兄は私が結婚してからしばらくしてお見合いをした。相手は東京の下町を牛耳るテキヤの親分の娘さんである。
その娘さんを紹介した人は、むかし私たち家族が居候をしていた家の隣で、洋品屋を営んでいた人である。
もともと油の行商をしていたらしいが、ある未亡人の家に入り込み、いわば家族ごと乗っ取ってしまったという、やり手と言うか、男らしいと言うか、齊藤道三のような人である。そういうことのよくある時代であった。
テキヤということではなく、町内会のつながりで子分のような関係になったらしい。父のいない私たち兄弟にいろいろ目をかけてくれた。
テキヤの親分の娘であるからよくないということはない。私も一度会ったことがあるが、髪の長い、美しく、気立てのようそうな娘さんであった。兄は一目で好きになったらしい。
それから数ヵ月後、兄はひき逃げ事故にあってしまった。
東京女子医大病院の脳外科に運ばれ、2回の手術によって兄は意識を取り戻した。
テキヤの娘さんは入院中一度見舞いに来てくれたことがある。兄は本当にうれしそうであった。
娘さんが帰る時、兄はベッドに横たわったまま娘さんに手を差し伸べた。娘さんはそれに応えていた。娘さんはそれから病院に来ることはなかった。

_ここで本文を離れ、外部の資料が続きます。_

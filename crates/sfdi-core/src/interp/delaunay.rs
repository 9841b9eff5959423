//! Incremental Delaunay triangulation with walk-based point location.
//!
//! Insertion splits the containing triangle (or the pair of triangles
//! sharing an edge, for on-edge points) and restores the Delaunay property
//! by recursive edge flips. Three synthetic far-away vertices bound the
//! domain during construction; any triangle touching them is exterior, so
//! the convex-hull test falls out of point location for free.

use super::InterpError;

/// Internal indices 0..SUPER_VERTS are the synthetic bounding vertices.
const SUPER_VERTS: usize = 3;

#[derive(Debug, Clone, Copy)]
struct Triangle {
    /// Vertex indices, counter-clockwise.
    v: [usize; 3],
    /// Neighbor sharing the edge opposite `v[k]`.
    n: [Option<usize>; 3],
}

/// Result of locating a query point.
#[derive(Debug, Clone, Copy, PartialEq)]
pub enum Location {
    /// Containing triangle and barycentric coordinates of the query.
    Inside { tri: usize, bary: [f64; 3] },
    /// The query lies outside the convex hull of the input points.
    Outside,
}

/// Delaunay triangulation of a 2-D scattered point set.
///
/// Immutable after construction; point location takes a caller-owned hint
/// so concurrent queries never contend.
#[derive(Debug, Clone)]
pub struct Triangulation {
    points: Vec<[f64; 2]>,
    tris: Vec<Triangle>,
    /// Input index each internal vertex came from (`usize::MAX` for the
    /// synthetic vertices).
    input_of_vertex: Vec<usize>,
    /// Characteristic length of the input cloud, used to scale tolerances.
    span: f64,
    /// A finite triangle to start query walks from.
    start: usize,
}

// ── Predicates ─────────────────────────────────────────────────────────────

/// Twice the signed area of (a, b, c); positive for counter-clockwise.
fn orient(a: [f64; 2], b: [f64; 2], c: [f64; 2]) -> f64 {
    (b[0] - a[0]) * (c[1] - a[1]) - (b[1] - a[1]) * (c[0] - a[0])
}

/// True if `d` lies strictly inside the circumcircle of CCW (a, b, c).
fn in_circumcircle(a: [f64; 2], b: [f64; 2], c: [f64; 2], d: [f64; 2]) -> bool {
    let ax = a[0] - d[0];
    let ay = a[1] - d[1];
    let bx = b[0] - d[0];
    let by = b[1] - d[1];
    let cx = c[0] - d[0];
    let cy = c[1] - d[1];

    let det = (ax * ax + ay * ay) * (bx * cy - by * cx)
        - (bx * bx + by * by) * (ax * cy - ay * cx)
        + (cx * cx + cy * cy) * (ax * by - ay * bx);

    let scale = ax
        .abs()
        .max(ay.abs())
        .max(bx.abs())
        .max(by.abs())
        .max(cx.abs())
        .max(cy.abs());
    det > 1e-12 * scale.powi(4)
}

// ── Construction ───────────────────────────────────────────────────────────

impl Triangulation {
    /// Triangulate `points`. Non-finite entries are ignored; duplicates
    /// (within a relative tolerance) collapse onto the first occurrence.
    pub fn new(points: &[[f64; 2]]) -> Result<Self, InterpError> {
        if points.len() < 3 {
            return Err(InterpError::TooFewPoints {
                needed: 3,
                got: points.len(),
            });
        }

        let finite: Vec<&[f64; 2]> = points
            .iter()
            .filter(|p| p[0].is_finite() && p[1].is_finite())
            .collect();
        if finite.len() < 3 {
            return Err(InterpError::TooFewPoints {
                needed: 3,
                got: finite.len(),
            });
        }

        let (mut lo, mut hi) = ([f64::INFINITY; 2], [f64::NEG_INFINITY; 2]);
        for p in &finite {
            for k in 0..2 {
                lo[k] = lo[k].min(p[k]);
                hi[k] = hi[k].max(p[k]);
            }
        }
        let span = (hi[0] - lo[0]).max(hi[1] - lo[1]);
        if span <= 0.0 {
            return Err(InterpError::DegenerateDomain);
        }

        let cx = 0.5 * (lo[0] + hi[0]);
        let cy = 0.5 * (lo[1] + hi[1]);
        let m = 20.0 * span;
        let mut tri = Self {
            points: vec![
                [cx - m, cy - 0.5 * m],
                [cx + m, cy - 0.5 * m],
                [cx, cy + m],
            ],
            tris: vec![Triangle {
                v: [0, 1, 2],
                n: [None; 3],
            }],
            input_of_vertex: vec![usize::MAX; SUPER_VERTS],
            span,
            start: 0,
        };

        for (i, p) in points.iter().enumerate() {
            if p[0].is_finite() && p[1].is_finite() {
                tri.insert(*p, i);
            }
        }

        tri.start = tri
            .tris
            .iter()
            .position(|t| t.v.iter().all(|&v| v >= SUPER_VERTS))
            .ok_or(InterpError::DegenerateDomain)?;
        Ok(tri)
    }

    fn insert(&mut self, p: [f64; 2], input_idx: usize) {
        let Some(t) = self.walk(p, self.start_hint_build()) else {
            return;
        };

        // Collapse onto an existing vertex if the point duplicates one.
        let tol2 = (1e-12 * self.span).powi(2);
        for &v in &self.tris[t].v {
            let d = self.points[v];
            let dx = p[0] - d[0];
            let dy = p[1] - d[1];
            if dx * dx + dy * dy <= tol2 {
                return;
            }
        }

        let v = self.points.len();
        self.points.push(p);
        self.input_of_vertex.push(input_idx);

        let eps_area = self.span * self.span * 1e-14;
        let verts = self.tris[t].v;
        let mut on_edge = None;
        for k in 0..3 {
            let o = orient(
                self.points[verts[(k + 1) % 3]],
                self.points[verts[(k + 2) % 3]],
                p,
            );
            if o.abs() <= eps_area && self.tris[t].n[k].is_some() {
                on_edge = Some(k);
            }
        }

        let mut stack = match on_edge {
            Some(k) => self.split_edge(t, k, v),
            None => self.split_triangle(t, v),
        };
        self.legalize(&mut stack);
    }

    /// Split triangle `t` into three at interior vertex `v`.
    fn split_triangle(&mut self, t: usize, v: usize) -> Vec<(usize, usize)> {
        let Triangle {
            v: [a, b, c],
            n: [na, nb, nc],
        } = self.tris[t];
        let t1 = self.tris.len();
        let t2 = t1 + 1;

        self.tris[t] = Triangle {
            v: [a, b, v],
            n: [Some(t1), Some(t2), nc],
        };
        self.tris.push(Triangle {
            v: [b, c, v],
            n: [Some(t2), Some(t), na],
        });
        self.tris.push(Triangle {
            v: [c, a, v],
            n: [Some(t), Some(t1), nb],
        });

        if let Some(na) = na {
            self.replace_neighbor(na, t, t1);
        }
        if let Some(nb) = nb {
            self.replace_neighbor(nb, t, t2);
        }
        vec![(t, 2), (t1, 2), (t2, 2)]
    }

    /// Split the two triangles sharing the edge opposite `t.v[k]` into four
    /// at vertex `v` lying on that edge.
    fn split_edge(&mut self, t: usize, k: usize, v: usize) -> Vec<(usize, usize)> {
        let o = match self.tris[t].n[k] {
            Some(o) => o,
            None => return self.split_triangle(t, v),
        };
        let Some(j) = self.opposite_index(o, t) else {
            return self.split_triangle(t, v);
        };

        let p = self.tris[t].v[k];
        let u = self.tris[t].v[(k + 1) % 3];
        let w = self.tris[t].v[(k + 2) % 3];
        let q = self.tris[o].v[j];

        let n_pu = self.tris[t].n[(k + 2) % 3];
        let n_pw = self.tris[t].n[(k + 1) % 3];
        let n_qu = self.tris[o].n[(j + 1) % 3];
        let n_qw = self.tris[o].n[(j + 2) % 3];

        let b = self.tris.len();
        let d = b + 1;
        // A reuses slot t, C reuses slot o.
        self.tris[t] = Triangle {
            v: [p, u, v],
            n: [Some(d), Some(b), n_pu],
        };
        self.tris[o] = Triangle {
            v: [q, w, v],
            n: [Some(b), Some(d), n_qw],
        };
        self.tris.push(Triangle {
            v: [p, v, w],
            n: [Some(o), n_pw, Some(t)],
        });
        self.tris.push(Triangle {
            v: [q, v, u],
            n: [Some(t), n_qu, Some(o)],
        });

        if let Some(n_pw) = n_pw {
            self.replace_neighbor(n_pw, t, b);
        }
        if let Some(n_qu) = n_qu {
            self.replace_neighbor(n_qu, o, d);
        }
        vec![(t, 2), (b, 1), (o, 2), (d, 1)]
    }

    /// Flip the edge opposite `t.v[k]` shared with its neighbor.
    fn flip(&mut self, t: usize, k: usize) -> Option<(usize, usize)> {
        let o = self.tris[t].n[k]?;
        let j = self.opposite_index(o, t)?;

        let p = self.tris[t].v[k];
        let u = self.tris[t].v[(k + 1) % 3];
        let w = self.tris[t].v[(k + 2) % 3];
        let q = self.tris[o].v[j];

        let n_wp = self.tris[t].n[(k + 1) % 3];
        let n_pu = self.tris[t].n[(k + 2) % 3];
        let n_uq = self.tris[o].n[(j + 1) % 3];
        let n_qw = self.tris[o].n[(j + 2) % 3];

        self.tris[t] = Triangle {
            v: [p, u, q],
            n: [n_uq, Some(o), n_pu],
        };
        self.tris[o] = Triangle {
            v: [p, q, w],
            n: [n_qw, n_wp, Some(t)],
        };

        if let Some(n_uq) = n_uq {
            self.replace_neighbor(n_uq, o, t);
        }
        if let Some(n_wp) = n_wp {
            self.replace_neighbor(n_wp, t, o);
        }
        Some((t, o))
    }

    /// Restore the local Delaunay property around freshly created edges.
    fn legalize(&mut self, stack: &mut Vec<(usize, usize)>) {
        while let Some((t, k)) = stack.pop() {
            let Some(o) = self.tris[t].n[k] else { continue };
            let Some(j) = self.opposite_index(o, t) else {
                continue;
            };
            let q = self.tris[o].v[j];
            let [a, b, c] = self.tris[t].v;
            if in_circumcircle(
                self.points[a],
                self.points[b],
                self.points[c],
                self.points[q],
            ) {
                if let Some((ta, tb)) = self.flip(t, k) {
                    stack.push((ta, 0));
                    stack.push((tb, 0));
                }
            }
        }
    }

    fn replace_neighbor(&mut self, tri: usize, old: usize, new: usize) {
        for n in self.tris[tri].n.iter_mut() {
            if *n == Some(old) {
                *n = Some(new);
                return;
            }
        }
    }

    /// Index in `o` of the vertex opposite the edge shared with `t`.
    fn opposite_index(&self, o: usize, t: usize) -> Option<usize> {
        (0..3).find(|&j| self.tris[o].n[j] == Some(t))
    }

    fn start_hint_build(&self) -> usize {
        self.tris.len() - 1
    }

    // ── Queries ────────────────────────────────────────────────────────────

    /// Walk from `from` to the triangle containing `p`; `None` if `p` lies
    /// outside the bounding super-triangle.
    fn walk(&self, p: [f64; 2], from: usize) -> Option<usize> {
        let mut t = from.min(self.tris.len() - 1);
        let mut prev = usize::MAX;
        let max_steps = 4 * self.tris.len() + 16;

        'walk: for _ in 0..max_steps {
            let verts = self.tris[t].v;
            for k in 0..3 {
                let o = orient(
                    self.points[verts[(k + 1) % 3]],
                    self.points[verts[(k + 2) % 3]],
                    p,
                );
                if o < 0.0 {
                    match self.tris[t].n[k] {
                        Some(next) if next != prev => {
                            prev = t;
                            t = next;
                            continue 'walk;
                        }
                        Some(_) => continue,
                        None => return None,
                    }
                }
            }
            return Some(t);
        }

        // Walk cycled on a numerically marginal configuration: fall back to
        // an exhaustive containment scan.
        let eps = -self.span * self.span * 1e-12;
        (0..self.tris.len()).find(|&t| {
            let verts = self.tris[t].v;
            (0..3).all(|k| {
                orient(
                    self.points[verts[(k + 1) % 3]],
                    self.points[verts[(k + 2) % 3]],
                    p,
                ) >= eps
            })
        })
    }

    /// A walk that ends in an exterior triangle may still sit exactly on
    /// the hull boundary (on a hull edge or at a hull vertex): follow the
    /// edges `p` lies on through the exterior fan until a finite triangle
    /// containing `p` on its boundary turns up.
    fn boundary_rescue(&self, p: [f64; 2], start: usize) -> Option<usize> {
        let eps = self.span * self.span * 1e-12;
        let mut visited = vec![start];
        let mut queue = vec![start];
        while let Some(t) = queue.pop() {
            let verts = self.tris[t].v;
            for k in 0..3 {
                let Some(n) = self.tris[t].n[k] else { continue };
                if visited.contains(&n) {
                    continue;
                }
                let o = orient(
                    self.points[verts[(k + 1) % 3]],
                    self.points[verts[(k + 2) % 3]],
                    p,
                );
                if o.abs() > eps {
                    continue;
                }
                // p lies on this edge, so the neighbor contains p too.
                if self.tris[n].v.iter().all(|&v| v >= SUPER_VERTS) {
                    return Some(n);
                }
                visited.push(n);
                queue.push(n);
            }
            if visited.len() > 32 {
                return None;
            }
        }
        None
    }

    /// Locate `p`, walking from `*hint` and updating it for the next query.
    pub fn locate(&self, p: [f64; 2], hint: &mut usize) -> Location {
        let Some(mut t) = self.walk(p, *hint) else {
            return Location::Outside;
        };
        *hint = t;

        if self.tris[t].v.iter().any(|&v| v < SUPER_VERTS) {
            // The closed hull boundary interpolates; only strictly exterior
            // queries are out of domain.
            match self.boundary_rescue(p, t) {
                Some(finite) => {
                    t = finite;
                    *hint = finite;
                }
                None => return Location::Outside,
            }
        }
        let verts = self.tris[t].v;

        let mut o = [0.0; 3];
        for k in 0..3 {
            o[k] = orient(
                self.points[verts[(k + 1) % 3]],
                self.points[verts[(k + 2) % 3]],
                p,
            )
            .max(0.0);
        }
        let total = o[0] + o[1] + o[2];
        if total <= 0.0 {
            return Location::Outside;
        }
        Location::Inside {
            tri: t,
            bary: [o[0] / total, o[1] / total, o[2] / total],
        }
    }

    /// A finite triangle index suitable as an initial locate hint.
    pub fn start(&self) -> usize {
        self.start
    }

    /// Vertex indices of triangle `t`.
    pub fn triangle(&self, t: usize) -> [usize; 3] {
        self.tris[t].v
    }

    /// Coordinates of internal vertex `v`.
    pub fn point(&self, v: usize) -> [f64; 2] {
        self.points[v]
    }

    /// Number of internal vertices, synthetic ones included.
    pub fn n_vertices(&self) -> usize {
        self.points.len()
    }

    /// Input index internal vertex `v` came from; `None` for synthetic
    /// vertices.
    pub fn input_of_vertex(&self, v: usize) -> Option<usize> {
        if v < SUPER_VERTS {
            None
        } else {
            Some(self.input_of_vertex[v])
        }
    }

    /// Iterate triangles whose vertices are all real input points.
    pub fn finite_triangles(&self) -> impl Iterator<Item = [usize; 3]> + '_ {
        self.tris
            .iter()
            .filter(|t| t.v.iter().all(|&v| v >= SUPER_VERTS))
            .map(|t| t.v)
    }
}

私は短い時間であったが、その娘さんをそれとなく観察した。兄のことを思ってくれている人であるならなにか顔の表情に出るはずである。
しかし私の目にはごく儀礼的な見舞いに過ぎない、としか見えなかった。
この人は兄と結婚する意志はないと私は思った。
退院してから娘さんへの想いを聞いたことが一度もない。怪我した体となっては結婚をあきらめるべきと考えたのか、最初から憧れだけだったのか。
あのベッドから娘さんに握手を求めたのは、想いを告げ、想いを断ち切るために彼女の手に触れたかったのかもしれない。彼女の手に触れたのはあの時が最初だと思うのである。
ただ諦めるだけの二度目の恋であったようだ。兄に会えることがあったらあの時の気持ちを聞いてみたい。